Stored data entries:
>>>

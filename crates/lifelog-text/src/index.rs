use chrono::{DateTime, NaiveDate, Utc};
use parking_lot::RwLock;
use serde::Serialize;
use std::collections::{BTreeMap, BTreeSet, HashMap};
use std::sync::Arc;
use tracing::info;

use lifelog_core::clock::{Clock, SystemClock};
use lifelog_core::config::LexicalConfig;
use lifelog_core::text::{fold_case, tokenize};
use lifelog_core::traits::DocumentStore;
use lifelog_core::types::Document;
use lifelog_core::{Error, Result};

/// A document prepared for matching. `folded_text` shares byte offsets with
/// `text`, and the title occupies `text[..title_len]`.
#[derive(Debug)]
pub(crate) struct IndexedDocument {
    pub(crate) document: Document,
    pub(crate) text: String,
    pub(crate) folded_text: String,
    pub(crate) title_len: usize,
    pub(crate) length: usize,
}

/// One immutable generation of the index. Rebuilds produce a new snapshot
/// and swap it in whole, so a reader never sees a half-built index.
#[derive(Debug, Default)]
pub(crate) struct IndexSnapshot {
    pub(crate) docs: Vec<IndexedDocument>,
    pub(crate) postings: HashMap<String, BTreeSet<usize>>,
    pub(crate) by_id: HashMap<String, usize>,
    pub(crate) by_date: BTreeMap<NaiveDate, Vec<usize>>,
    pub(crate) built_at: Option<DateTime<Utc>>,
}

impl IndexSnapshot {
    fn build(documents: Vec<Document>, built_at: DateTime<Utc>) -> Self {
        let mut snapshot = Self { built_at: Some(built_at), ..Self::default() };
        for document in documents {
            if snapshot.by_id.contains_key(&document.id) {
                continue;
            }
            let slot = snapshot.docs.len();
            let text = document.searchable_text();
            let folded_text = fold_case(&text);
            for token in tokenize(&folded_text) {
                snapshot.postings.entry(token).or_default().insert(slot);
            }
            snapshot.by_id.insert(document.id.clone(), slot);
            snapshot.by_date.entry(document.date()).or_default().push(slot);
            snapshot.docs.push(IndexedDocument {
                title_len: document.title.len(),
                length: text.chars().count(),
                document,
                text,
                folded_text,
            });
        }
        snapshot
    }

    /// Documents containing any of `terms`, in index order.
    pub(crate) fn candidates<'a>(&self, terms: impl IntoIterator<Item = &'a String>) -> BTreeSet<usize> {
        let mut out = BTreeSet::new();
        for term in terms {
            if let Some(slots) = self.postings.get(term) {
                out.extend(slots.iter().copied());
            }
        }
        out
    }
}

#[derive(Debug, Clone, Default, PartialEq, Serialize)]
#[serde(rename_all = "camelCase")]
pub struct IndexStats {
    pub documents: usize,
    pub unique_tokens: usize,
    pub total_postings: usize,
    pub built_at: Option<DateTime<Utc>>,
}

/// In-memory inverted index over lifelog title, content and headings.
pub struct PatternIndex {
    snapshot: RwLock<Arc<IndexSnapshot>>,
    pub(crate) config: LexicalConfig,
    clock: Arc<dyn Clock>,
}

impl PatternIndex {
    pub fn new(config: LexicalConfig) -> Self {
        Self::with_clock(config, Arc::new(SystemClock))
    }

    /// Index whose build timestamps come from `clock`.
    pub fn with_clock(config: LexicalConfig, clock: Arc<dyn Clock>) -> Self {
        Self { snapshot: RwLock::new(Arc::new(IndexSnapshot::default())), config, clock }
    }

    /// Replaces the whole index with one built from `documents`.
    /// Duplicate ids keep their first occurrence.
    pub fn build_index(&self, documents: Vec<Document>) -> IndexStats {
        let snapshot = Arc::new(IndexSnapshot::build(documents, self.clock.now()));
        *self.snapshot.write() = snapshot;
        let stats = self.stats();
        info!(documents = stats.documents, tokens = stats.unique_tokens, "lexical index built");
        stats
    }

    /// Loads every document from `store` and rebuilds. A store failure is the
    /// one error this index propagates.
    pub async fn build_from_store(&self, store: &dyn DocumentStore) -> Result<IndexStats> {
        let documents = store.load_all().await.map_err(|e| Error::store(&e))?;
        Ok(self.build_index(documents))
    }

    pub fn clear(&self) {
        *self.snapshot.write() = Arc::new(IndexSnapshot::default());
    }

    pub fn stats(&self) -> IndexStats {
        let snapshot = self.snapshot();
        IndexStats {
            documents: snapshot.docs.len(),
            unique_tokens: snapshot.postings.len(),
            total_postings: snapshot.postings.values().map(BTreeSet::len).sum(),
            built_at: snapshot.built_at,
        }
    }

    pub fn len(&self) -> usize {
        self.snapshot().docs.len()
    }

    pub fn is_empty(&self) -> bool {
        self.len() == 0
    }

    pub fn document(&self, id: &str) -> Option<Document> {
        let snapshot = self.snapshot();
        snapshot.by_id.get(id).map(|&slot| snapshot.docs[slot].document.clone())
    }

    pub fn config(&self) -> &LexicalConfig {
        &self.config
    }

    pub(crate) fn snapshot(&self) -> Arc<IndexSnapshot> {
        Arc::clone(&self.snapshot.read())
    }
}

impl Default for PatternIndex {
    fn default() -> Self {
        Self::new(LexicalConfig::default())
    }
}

<<<
>>>

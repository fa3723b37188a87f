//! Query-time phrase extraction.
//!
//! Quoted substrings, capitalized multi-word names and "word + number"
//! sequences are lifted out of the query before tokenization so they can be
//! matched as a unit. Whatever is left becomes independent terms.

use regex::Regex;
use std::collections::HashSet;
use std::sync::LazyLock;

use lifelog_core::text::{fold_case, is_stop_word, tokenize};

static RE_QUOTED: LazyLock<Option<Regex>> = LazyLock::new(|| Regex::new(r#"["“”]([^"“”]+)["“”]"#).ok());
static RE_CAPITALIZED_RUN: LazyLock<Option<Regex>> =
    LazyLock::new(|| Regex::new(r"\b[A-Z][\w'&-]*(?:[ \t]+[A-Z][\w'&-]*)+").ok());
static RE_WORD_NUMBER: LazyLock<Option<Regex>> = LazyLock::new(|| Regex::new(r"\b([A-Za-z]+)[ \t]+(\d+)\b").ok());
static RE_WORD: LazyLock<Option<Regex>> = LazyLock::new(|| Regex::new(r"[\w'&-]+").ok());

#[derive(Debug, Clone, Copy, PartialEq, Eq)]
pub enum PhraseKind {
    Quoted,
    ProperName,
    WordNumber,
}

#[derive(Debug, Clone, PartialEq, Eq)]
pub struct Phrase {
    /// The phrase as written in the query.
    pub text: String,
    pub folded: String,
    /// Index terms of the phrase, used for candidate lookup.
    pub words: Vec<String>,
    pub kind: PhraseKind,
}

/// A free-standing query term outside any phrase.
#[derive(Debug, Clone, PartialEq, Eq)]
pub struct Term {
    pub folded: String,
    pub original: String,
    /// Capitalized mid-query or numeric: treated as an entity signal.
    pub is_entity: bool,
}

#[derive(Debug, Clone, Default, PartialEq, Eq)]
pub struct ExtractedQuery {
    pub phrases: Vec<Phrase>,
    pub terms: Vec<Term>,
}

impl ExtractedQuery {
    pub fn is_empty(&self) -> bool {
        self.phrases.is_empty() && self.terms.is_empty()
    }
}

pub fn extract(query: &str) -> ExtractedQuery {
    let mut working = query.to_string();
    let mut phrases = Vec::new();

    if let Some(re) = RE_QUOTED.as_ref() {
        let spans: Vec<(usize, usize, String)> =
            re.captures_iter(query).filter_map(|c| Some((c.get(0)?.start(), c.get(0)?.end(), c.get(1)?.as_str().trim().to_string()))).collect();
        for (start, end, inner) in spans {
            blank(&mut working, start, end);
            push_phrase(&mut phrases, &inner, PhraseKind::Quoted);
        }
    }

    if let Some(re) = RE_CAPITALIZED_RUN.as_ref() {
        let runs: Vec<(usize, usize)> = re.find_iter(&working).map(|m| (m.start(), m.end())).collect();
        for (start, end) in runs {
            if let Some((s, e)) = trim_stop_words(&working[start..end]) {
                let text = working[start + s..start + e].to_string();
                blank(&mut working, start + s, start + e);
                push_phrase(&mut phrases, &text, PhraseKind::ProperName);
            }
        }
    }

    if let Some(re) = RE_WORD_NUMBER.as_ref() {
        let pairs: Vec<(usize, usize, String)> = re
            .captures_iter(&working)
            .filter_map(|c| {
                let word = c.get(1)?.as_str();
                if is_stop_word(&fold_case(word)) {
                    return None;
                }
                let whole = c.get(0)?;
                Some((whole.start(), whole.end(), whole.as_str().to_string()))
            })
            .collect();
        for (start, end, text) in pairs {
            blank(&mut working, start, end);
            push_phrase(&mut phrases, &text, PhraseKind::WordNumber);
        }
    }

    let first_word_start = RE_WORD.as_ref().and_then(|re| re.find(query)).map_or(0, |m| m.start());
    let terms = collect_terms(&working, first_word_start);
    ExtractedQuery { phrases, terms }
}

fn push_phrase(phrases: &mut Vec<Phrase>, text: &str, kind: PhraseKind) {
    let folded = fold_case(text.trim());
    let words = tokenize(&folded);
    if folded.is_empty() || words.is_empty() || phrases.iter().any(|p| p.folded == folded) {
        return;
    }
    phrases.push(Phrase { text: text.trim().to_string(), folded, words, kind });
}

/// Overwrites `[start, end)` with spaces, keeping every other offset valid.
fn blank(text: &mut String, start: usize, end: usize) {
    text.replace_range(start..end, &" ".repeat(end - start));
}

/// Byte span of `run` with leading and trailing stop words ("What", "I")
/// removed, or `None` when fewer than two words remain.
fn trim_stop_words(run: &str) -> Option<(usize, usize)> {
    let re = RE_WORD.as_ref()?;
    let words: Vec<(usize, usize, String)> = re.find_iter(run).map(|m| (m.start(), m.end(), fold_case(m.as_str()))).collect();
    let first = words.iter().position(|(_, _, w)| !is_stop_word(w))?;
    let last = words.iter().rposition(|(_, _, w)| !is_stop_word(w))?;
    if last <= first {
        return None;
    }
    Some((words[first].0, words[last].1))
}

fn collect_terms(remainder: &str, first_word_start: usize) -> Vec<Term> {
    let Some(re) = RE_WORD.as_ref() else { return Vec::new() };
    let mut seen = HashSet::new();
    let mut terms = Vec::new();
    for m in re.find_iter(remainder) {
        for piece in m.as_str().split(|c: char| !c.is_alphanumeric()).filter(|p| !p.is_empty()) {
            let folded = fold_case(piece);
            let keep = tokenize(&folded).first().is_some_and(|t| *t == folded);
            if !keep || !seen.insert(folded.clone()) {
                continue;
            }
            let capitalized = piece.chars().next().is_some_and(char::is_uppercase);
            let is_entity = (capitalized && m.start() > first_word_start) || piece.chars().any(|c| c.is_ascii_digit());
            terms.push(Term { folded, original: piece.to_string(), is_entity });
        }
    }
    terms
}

<<<

REQUIRED WORK ::
Check every line above for the word "info" and copy those that have it.

EXERCISE RESULT ::
use tracing::info;
        info!(documents = stats.documents, tokens = stats.unique_tokens, "lexical index built");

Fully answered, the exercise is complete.